Prameelarjuneeyam is a 1965 Telugu-language Hindu mythological film directed by M. Mallikarjuna Rao. It stars N. T. Rama Rao and B. Saroja Devi, with music composed by Pendyala Nageswara Rao. It was produced by K. Adi Babu and K. Nagumani under the S.R. Movies banner.

Plot
The film starts at the end of Dvapara Yuga, Prameela (B. Saroja Devi), a beautiful woman and dynamic warrior who hates men, establishes a kingdom for women.

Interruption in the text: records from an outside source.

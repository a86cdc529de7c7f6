mod schema;

pub use schema::{Database, Store};

use crate::auth::Role;
use crate::error::{AppError, Result};
use crate::marketplace::{OfferStatus, PostStatus, Turn};
use chrono::{DateTime, Utc};
use rusqlite::types::{FromSql, FromSqlError, FromSqlResult, ToSql, ToSqlOutput, ValueRef};
use serde::{Deserialize, Serialize};

/// User account.
#[derive(Debug, Clone, Serialize, Deserialize)]
pub struct User {
    /// Unique user ID.
    pub id: String,
    /// Username for login.
    pub username: String,
    /// Argon2 password hash.
    #[serde(skip_serializing, default)]
    pub password_hash: String,
    /// Display name.
    pub display_name: Option<String>,
    /// Account role.
    pub role: Role,
    /// Account creation timestamp.
    pub created_at: i64,
    /// Last login timestamp.
    pub last_login: Option<i64>,
}

/// Authentication session.
#[derive(Debug, Clone)]
pub struct Session {
    /// Session token.
    pub token: String,
    /// User ID.
    pub user_id: String,
    /// Expiration timestamp.
    pub expires_at: i64,
}

/// Catalog book.
#[derive(Debug, Clone, Serialize, Deserialize)]
pub struct Book {
    /// Book ID.
    pub id: String,
    /// Book title.
    pub title: String,
    /// Primary author.
    pub author: Option<String>,
    /// Total page count, filled in by the first progress report that knows it.
    pub page_count: Option<i64>,
    /// Creation timestamp.
    pub created_at: i64,
    /// Last update timestamp.
    pub updated_at: i64,
}

impl Book {
    /// Build a new catalog book from user input.
    pub fn new(title: &str, author: Option<String>, page_count: Option<i64>) -> Result<Self> {
        let title = title.trim();
        if title.is_empty() {
            return Err(AppError::Validation("Title must not be empty".to_string()));
        }
        if page_count.is_some_and(|p| p <= 0) {
            return Err(AppError::Validation(
                "Page count must be greater than zero".to_string(),
            ));
        }

        let now = now_timestamp();
        Ok(Self {
            id: uuid::Uuid::new_v4().to_string(),
            title: title.to_string(),
            author,
            page_count,
            created_at: now,
            updated_at: now,
        })
    }
}

/// Marketplace listing for a used book.
#[derive(Debug, Clone, Serialize, Deserialize)]
pub struct SellPost {
    /// Listing ID.
    pub id: String,
    /// Owner of the listing.
    pub seller_id: String,
    /// Catalog book being sold, if linked.
    pub book_id: Option<String>,
    /// Listing title.
    pub title: String,
    /// Asking price in cents.
    pub price_cents: i64,
    /// Listing status.
    pub status: PostStatus,
    /// Creation timestamp.
    pub created_at: i64,
    /// Last update timestamp.
    pub updated_at: i64,
}

/// A buyer's proposed price against a listing.
#[derive(Debug, Clone, Serialize, Deserialize)]
pub struct Offer {
    /// Offer ID.
    pub id: String,
    /// Listing the offer targets.
    pub post_id: String,
    /// Buyer who made the offer.
    pub buyer_id: String,
    /// Proposed price in cents.
    pub price_cents: i64,
    /// Negotiation status.
    pub status: OfferStatus,
    /// Seller's counter price in cents.
    pub counter_price_cents: Option<i64>,
    /// Buyer's note attached to the offer.
    pub message: Option<String>,
    /// Seller's note attached to the last response.
    pub response_message: Option<String>,
    /// Who is expected to act next.
    pub turn: Turn,
    /// Creation timestamp.
    pub created_at: i64,
    /// Last update timestamp.
    pub updated_at: i64,
    /// Price the deal closed at, set on acceptance.
    pub final_price_cents: Option<i64>,
}

impl Offer {
    /// Price the deal closes at if accepted now: the seller's counter
    /// while one stands, otherwise the buyer's proposal.
    pub fn agreed_price_cents(&self) -> i64 {
        self.final_price_cents.unwrap_or_else(|| match self.status {
            OfferStatus::Countered => self.counter_price_cents.unwrap_or(self.price_cents),
            _ => self.price_cents,
        })
    }
}

/// Reading progress for one (user, book) pair.
#[derive(Debug, Clone, Serialize, Deserialize)]
pub struct ReadingProgress {
    /// User ID.
    pub user_id: String,
    /// Book ID.
    pub book_id: String,
    /// Current page number.
    pub current_page: i64,
    /// Total pages in book.
    pub total_pages: Option<i64>,
    /// Reading percentage (0.0 - 100.0).
    pub progress: f64,
    /// Whether the book counts as finished.
    pub is_completed: bool,
    /// Last report timestamp.
    pub last_read_at: i64,
    /// Write counter, incremented on every update.
    pub version: i64,
}

/// One reading session. Rows are append-only.
#[derive(Debug, Clone, Serialize, Deserialize)]
pub struct ProgressHistory {
    /// Row ID.
    pub id: i64,
    /// User ID.
    pub user_id: String,
    /// Book ID.
    pub book_id: String,
    /// Session timestamp.
    pub session_at: i64,
    /// Pages read during the session.
    pub pages_read: i64,
    /// Time spent in seconds.
    pub time_spent_seconds: i64,
}

/// Timestamp helper.
pub fn now_timestamp() -> i64 {
    Utc::now().timestamp()
}

/// Convert timestamp to DateTime.
pub fn timestamp_to_datetime(ts: i64) -> DateTime<Utc> {
    DateTime::from_timestamp(ts, 0).unwrap_or_else(Utc::now)
}

/// Store a text-coded enum as TEXT.
macro_rules! sql_text_enum {
    ($($ty:ty),+ $(,)?) => {
        $(
            impl ToSql for $ty {
                fn to_sql(&self) -> rusqlite::Result<ToSqlOutput<'_>> {
                    Ok(ToSqlOutput::from(self.as_str()))
                }
            }

            impl FromSql for $ty {
                fn column_result(value: ValueRef<'_>) -> FromSqlResult<Self> {
                    let text = value.as_str()?;
                    <$ty>::parse(text).ok_or(FromSqlError::InvalidType)
                }
            }
        )+
    };
}

sql_text_enum!(Role, PostStatus, OfferStatus, Turn);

After the completion of the Kurukshetra War, Dharma Raju (Mikkilineni) performs Aswamedha Yaaga by sending Arjuna (N. T. Rama Rao) as a guardian for Yaagaswa, the horse. Arjuna starts along with Karna's son Rushakethu (Sobhan Babu). On the way, he meets Ghatotkacha's son Patti (Relangi) and all of them move together.

After crossing many kingdoms, Sage Narada (Padmanabham) diverts the horse towards Prameela's kingdom. As soon as the horse enters their kingdom, the woman warriors capture the horse along with the men by a trap. Here they try to arrest Arjuna also when Lord Krishna (Kanta Rao) comes to his rescue and suggests an idea to make Prameela and all other women fall in love with men. Arjuna succeeds in it, and Prameela starts loving him when Prameela's mentor Bhagavathi (Rushyendramani) awakes the female dominance.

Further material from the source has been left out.